Estamos ficando mais maduros, isto é um fato! Segundo dados do Instituto Brasileiro de Geografia e Estatística (IBGE), em 2010 havia 18 milhões de pessoas com 60 anos ou mais e em 2050 serão 64 milhões. O envelhecimento é um processo biológico complexo e progressivo que diminui a função das nossas células e tecidos. Consequentemente, nosso corpo torna-se menos apto à reprodução e à sobrevivência. Desde o século 19, tem-se tentado achar uma "fonte de eterna juventude" através do uso de hormônios. Apesar do processo de envelhecimento ter sido apenas parcialmente decifrado e ser decorrente de uma intrincada acumulação de defeitos bioquímicos nos ácidos nucleicos, proteínas e membranas celulares, algumas pessoas ainda insistem em vender a ideia de que uma "modulação hormonal" possa ser capaz de impedir que fiquemos velhos.  As melhores evidências disponíveis até o momento culpam os seguintes processos em fragilizar nosso organismo: estresse oxidativo causado por radicais livres; glicosilação não enzimática de proteínas com perda de suas propriedades; alterações epigenéticas como metilação do DNA e acetilação de histonas, que dificultam a renovação celular e, consequentemente, o funcionamento dos diferentes tecidos. Complicado, não? No entanto, quais substâncias ou processos bioquímicos desencadeiam ou revertem estes processo ainda são desconhecidos. Além disso, o processo é individualizado, já que pessoas com a mesma idade cronológica podem parecer mais ou menos idosas quando comparadas entre si. Ou seja, a diminuição nos níveis de alguns hormônios é mais provavelmente consequência do que causa do processo de envelhecimento.

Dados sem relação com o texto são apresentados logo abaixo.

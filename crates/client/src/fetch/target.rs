//! Remote host identity and URL canonicalization.

use std::fmt;

use url::Url;

/// Error type for URL canonicalization failures.
#[derive(Debug, Clone, thiserror::Error)]
pub enum UrlError {
    #[error("empty URL")]
    Empty,

    #[error("unsupported scheme: {0}")]
    UnsupportedScheme(String),

    #[error("missing host: {0}")]
    MissingHost(String),

    #[error("invalid URL: {0}")]
    InvalidUrl(String),
}

/// Canonicalize a URL string before it is sent to a remote.
///
/// Normalization steps:
/// 1. Trim leading/trailing whitespace
/// 2. Default scheme to https:// if missing
/// 3. Lowercase the host
/// 4. Remove fragment (#...)
/// 5. Keep query string intact (do not reorder)
pub fn canonicalize(input: &str) -> Result<Url, UrlError> {
    let trimmed = input.trim();

    if trimmed.is_empty() {
        return Err(UrlError::Empty);
    }

    let url_str = if trimmed.contains("://") { trimmed.to_string() } else { format!("https://{trimmed}") };

    let mut parsed = Url::parse(&url_str).map_err(|e| UrlError::InvalidUrl(e.to_string()))?;

    match parsed.scheme() {
        "http" | "https" => {}
        scheme => return Err(UrlError::UnsupportedScheme(scheme.to_string())),
    }

    if let Some(host) = parsed.host_str() {
        let host = host.to_lowercase();
        parsed
            .set_host(Some(&host))
            .map_err(|e| UrlError::InvalidUrl(e.to_string()))?;
    }

    parsed.set_fragment(None);

    Ok(parsed)
}

/// Scheme, host and port of a remote. Two requests share a target when they
/// would reach the same origin.
#[derive(Debug, Clone, PartialEq, Eq, Hash)]
pub struct Target {
    scheme: String,
    host: String,
    port: u16,
}

impl Target {
    pub fn new(scheme: impl Into<String>, host: impl Into<String>, port: u16) -> Self {
        Self { scheme: scheme.into().to_lowercase(), host: host.into().to_lowercase(), port }
    }

    /// Target of an absolute URL, filling in the scheme's default port.
    pub fn from_url(url: &Url) -> Result<Self, UrlError> {
        let host = url.host_str().ok_or_else(|| UrlError::MissingHost(url.to_string()))?;
        let port = url
            .port_or_known_default()
            .ok_or_else(|| UrlError::UnsupportedScheme(url.scheme().to_string()))?;
        Ok(Self::new(url.scheme(), host, port))
    }

    pub fn parse(input: &str) -> Result<Self, UrlError> {
        Self::from_url(&canonicalize(input)?)
    }

    pub fn scheme(&self) -> &str {
        &self.scheme
    }

    pub fn host(&self) -> &str {
        &self.host
    }

    pub fn port(&self) -> u16 {
        self.port
    }

    /// Root URL of the target, used for existence probes.
    pub fn root_url(&self) -> Result<Url, UrlError> {
        Url::parse(&format!("{self}/")).map_err(|e| UrlError::InvalidUrl(e.to_string()))
    }
}

impl fmt::Display for Target {
    fn fmt(&self, f: &mut fmt::Formatter<'_>) -> fmt::Result {
        write!(f, "{}://{}:{}", self.scheme, self.host, self.port)
    }
}

#[cfg(test)]
mod tests {
    use super::*;

    #[test]
    fn test_canonicalize_default_scheme() {
        let url = canonicalize("registry.npmjs.org").unwrap();
        assert_eq!(url.scheme(), "https");
        assert_eq!(url.host_str(), Some("registry.npmjs.org"));
    }

    #[test]
    fn test_canonicalize_lowercase_host_and_fragment() {
        let url = canonicalize("  https://REPO1.Maven.org/maven2/junit?x=1#top ").unwrap();
        assert_eq!(url.host_str(), Some("repo1.maven.org"));
        assert_eq!(url.query(), Some("x=1"));
        assert_eq!(url.fragment(), None);
    }

    #[test]
    fn test_canonicalize_rejects() {
        assert!(matches!(canonicalize("   "), Err(UrlError::Empty)));
        assert!(matches!(canonicalize("ftp://example.com"), Err(UrlError::UnsupportedScheme(_))));
    }

    #[test]
    fn test_target_default_ports() {
        let https = Target::parse("https://registry.npmjs.org/lodash").unwrap();
        assert_eq!(https.port(), 443);
        assert_eq!(https.to_string(), "https://registry.npmjs.org:443");

        let http = Target::parse("http://localhost/").unwrap();
        assert_eq!(http.port(), 80);
    }

    #[test]
    fn test_same_origin_same_target() {
        let a = Target::parse("https://Repo1.maven.org/maven2/a.pom").unwrap();
        let b = Target::parse("https://repo1.maven.org:443/maven2/b.jar").unwrap();
        let other = Target::parse("https://repo.maven.apache.org/maven2/").unwrap();
        assert_eq!(a, b);
        assert_ne!(a, other);
    }

    #[test]
    fn test_root_url() {
        let target = Target::new("https", "registry.npmjs.org", 8443);
        assert_eq!(target.root_url().unwrap().as_str(), "https://registry.npmjs.org:8443/");
    }
}
//! Freshness and invalidation of proxied content.
//!
//! - [`CacheInfo`] is the per-artifact record (last verified, cache token)
//! - [`CacheController`] decides staleness from max age and the current token
//! - [`ProxyCache`] and [`GroupCache`] are the repository facets that rotate tokens
//! - [`NegativeCache`] remembers upstream misses for a TTL

pub mod controller;
pub mod info;
pub mod negative;
pub mod proxy;

pub use controller::{CacheController, CacheControllerHolder, CacheType};
pub use info::{CacheInfo, INVALIDATED};
pub use negative::NegativeCache;
pub use proxy::{GroupCache, ProxyCache};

Quando avaliamos um indivíduo do ponto de vista hormonal, devemos estar cientes que alterações podem ser tanto devidas à idade quanto a doenças crônicas, muito comuns a medida que o tempo avança, mesmo que assintomáticas. Parece simples, mas na maioria das vezes esta distinção é muito difícil de ser feita, principalmente devido a falta de estudos que definam o que é "normal" para uma determinada faixa etária. De uma maneira geral, as seguintes alterações hormonais que aparecem com a idade são relevantes:
1- o único sistema hormonal em que há uma diminuição de função bem definida, abrupta e universal com o envelhecimento é no eixo hipotálamo-hipófise-ovários nas mulheres. É a famosa menopausa.
2- a produção de hormônio do crescimento, testosterona e do hormônio adrenal DHEA diminui com a idade. Existem valores de referência definidos para as diferentes faixas etárias. Contudo, se estes valores são fisiologicamente ótimos, ainda não sabemos.

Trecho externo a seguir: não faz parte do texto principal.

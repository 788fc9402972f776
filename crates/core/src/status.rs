//! Health snapshots of a proxy repository's remote.

use std::fmt;

use chrono::{DateTime, Utc};
use serde::{Deserialize, Serialize};

/// Connection state of a remote, as reported by its HTTP client.
#[derive(Debug, Clone, Copy, PartialEq, Eq, Hash, Serialize, Deserialize)]
#[serde(rename_all = "SCREAMING_SNAKE_CASE")]
pub enum RemoteConnectionStatusType {
    Uninitialised,
    Ready,
    Available,
    Unavailable,
    Blocked,
    AutoBlockedUnavailable,
    Offline,
}

impl RemoteConnectionStatusType {
    pub fn description(&self) -> &'static str {
        match self {
            Self::Uninitialised => "Uninitialised",
            Self::Ready => "Ready to Connect",
            Self::Available => "Remote Available",
            Self::Unavailable => "Remote Unavailable",
            Self::Blocked => "Remote Manually Blocked",
            Self::AutoBlockedUnavailable => "Remote Auto Blocked and Unavailable",
            Self::Offline => "Repository Offline",
        }
    }
}

impl fmt::Display for RemoteConnectionStatusType {
    fn fmt(&self, f: &mut fmt::Formatter<'_>) -> fmt::Result {
        let name = match self {
            Self::Uninitialised => "UNINITIALISED",
            Self::Ready => "READY",
            Self::Available => "AVAILABLE",
            Self::Unavailable => "UNAVAILABLE",
            Self::Blocked => "BLOCKED",
            Self::AutoBlockedUnavailable => "AUTO_BLOCKED_UNAVAILABLE",
            Self::Offline => "OFFLINE",
        };
        f.write_str(name)
    }
}

/// Immutable snapshot of a remote's health.
#[derive(Debug, Clone, PartialEq, Eq, Serialize, Deserialize)]
pub struct RemoteConnectionStatus {
    #[serde(rename = "type")]
    pub status_type: RemoteConnectionStatusType,
    pub reason: Option<String>,
    pub blocked_until: Option<DateTime<Utc>>,
    pub request_url: Option<String>,
}

impl RemoteConnectionStatus {
    pub fn new(status_type: RemoteConnectionStatusType) -> Self {
        Self { status_type, reason: None, blocked_until: None, request_url: None }
    }

    pub fn with_reason(mut self, reason: impl Into<String>) -> Self {
        self.reason = Some(reason.into());
        self
    }

    pub fn with_blocked_until(mut self, blocked_until: DateTime<Utc>) -> Self {
        self.blocked_until = Some(blocked_until);
        self
    }

    pub fn with_request_url(mut self, request_url: impl Into<String>) -> Self {
        self.request_url = Some(request_url.into());
        self
    }

    pub fn description(&self) -> &'static str {
        self.status_type.description()
    }

    /// Whether replacing `self` with `next` is worth notifying about: the type
    /// changed, or the block now lasts strictly longer.
    pub fn is_material_change(&self, next: &RemoteConnectionStatus) -> bool {
        if self.status_type != next.status_type {
            return true;
        }
        match (self.blocked_until, next.blocked_until) {
            (_, None) => false,
            (None, Some(_)) => true,
            (Some(current), Some(proposed)) => proposed > current,
        }
    }
}

impl Default for RemoteConnectionStatus {
    fn default() -> Self {
        Self::new(RemoteConnectionStatusType::Uninitialised)
    }
}

/// Receives material status transitions of a remote.
pub trait RemoteConnectionStatusObserver: Send + Sync {
    fn on_status_changed(&self, old: &RemoteConnectionStatus, new: &RemoteConnectionStatus);
}

#[cfg(test)]
mod tests {
    use super::*;
    use RemoteConnectionStatusType::*;

    #[test]
    fn test_type_change_is_material() {
        let ready = RemoteConnectionStatus::new(Ready);
        assert!(ready.is_material_change(&RemoteConnectionStatus::new(Available)));
        assert!(!ready.is_material_change(&RemoteConnectionStatus::new(Ready).with_reason("other")));
    }

    #[test]
    fn test_later_block_is_material() {
        let now = Utc::now();
        let blocked = RemoteConnectionStatus::new(AutoBlockedUnavailable).with_blocked_until(now);

        let later = RemoteConnectionStatus::new(AutoBlockedUnavailable).with_blocked_until(now + chrono::Duration::seconds(40));
        let same = RemoteConnectionStatus::new(AutoBlockedUnavailable).with_blocked_until(now);
        let earlier = RemoteConnectionStatus::new(AutoBlockedUnavailable).with_blocked_until(now - chrono::Duration::seconds(1));

        assert!(blocked.is_material_change(&later));
        assert!(!blocked.is_material_change(&same));
        assert!(!blocked.is_material_change(&earlier));
        assert!(!blocked.is_material_change(&RemoteConnectionStatus::new(AutoBlockedUnavailable)));
    }

    #[test]
    fn test_descriptions() {
        assert_eq!(RemoteConnectionStatus::default().description(), "Uninitialised");
        assert_eq!(AutoBlockedUnavailable.description(), "Remote Auto Blocked and Unavailable");
        assert_eq!(AutoBlockedUnavailable.to_string(), "AUTO_BLOCKED_UNAVAILABLE");
    }

    #[test]
    fn test_serialized_type_name() {
        let json = serde_json::to_value(RemoteConnectionStatus::new(AutoBlockedUnavailable)).unwrap();
        assert_eq!(json["type"], "AUTO_BLOCKED_UNAVAILABLE");
    }
}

3- alguns outros hormônios como o TSH, que estimula a tireoide, podem sofrer alteração com a idade. Mas estas alterações são menos previsíveis e os valores de referência são pouco definidos. Logo, qualquer alteração, deve ser cuidadosamente avaliada.
4- alguns hormônios acabam subindo ou diminuindo com a idade devido a uma diminuição ou aumento da sensibilidade dos tecidos alvos. Ou seja, trata-se apenas de um mecanismo de adaptação.
Até aqui, podemos perceber que alterações hormonais podem acontecer com o envelhecimento, mas não são necessariamente causas deste processo. Logo, uma "modulação hormonal" através da reposição indiscriminada de hormônios dificilmente terá efeito "anti-aging". Pode sim trazer riscos à saúde como veremos em outras oportunidades. 

Fonte: S Mitchell Harman. Endocrine changes with aging. UpToDate OnLine.